Putin nannte keine Einzelheiten zu den zusätzlichen Befugnissen, die den Leitern der russischen Regionen im Rahmen seines Dekrets eingeräumt werden sollen, sagte aber, dass der Erlass ab Donnerstag in Kraft treten werde.
Aus dem Gesetzesentwurf geht hervor, dass damit möglicherweise Reise- und Versammlungsbeschränkungen, eine strengere Zensur und umfassendere Befugnisse für die Strafverfolgungsbehörden verbunden sind.
Die Annexion der vier teilweise besetzten Regionen am 30. September erfolgte drei Tage nach Abschluss der vom Kreml inszenierten "Volksabstimmungen", die von der internationalen Gemeinschaft weitgehend als ungültig angesehen werden.
Trotz der offiziellen Ankündigung verliert Russland täglich an Boden gegenüber Kiews Gegenoffensive. In Cherson, einer der vier besetzten Regionen, plante Moskau diese Woche die Evakuierung von Zivilisten.
Sergej Surowikin, ein russischer Luftwaffengeneral, der am 10. Oktober mit der Leitung der Invasion beauftragt wurde, räumte ein, dass die Lage "sehr schwierig" sei.
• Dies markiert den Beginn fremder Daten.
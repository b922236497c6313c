//! 路由模块

pub mod chat_routes;
pub mod stats_routes;
pub mod verify_routes;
Der Feind lässt nicht von seinen Versuchen ab, russische Truppenstellungen anzugreifen", sagte er am Mittwoch.
Cherson ist wohl die strategisch wichtigste der vier Regionen, da sich dort sowohl der einzige Landweg zur besetzten Halbinsel Krim befindet, die Russland 2014 erobert hat, als auch die Mündung des Flusses Dnjepr.
Surowikin hat in den russischen Medien den Spitznamen "General Armageddon" erhalten, nachdem er in Syrien und Tschetschenien gedient hatte, wo seine Streitkräfte Städte in Schutt und Asche legten.
Auf seine Ernennung folgte die größte Welle von Raketenangriffen auf die Ukraine seit Beginn des Krieges.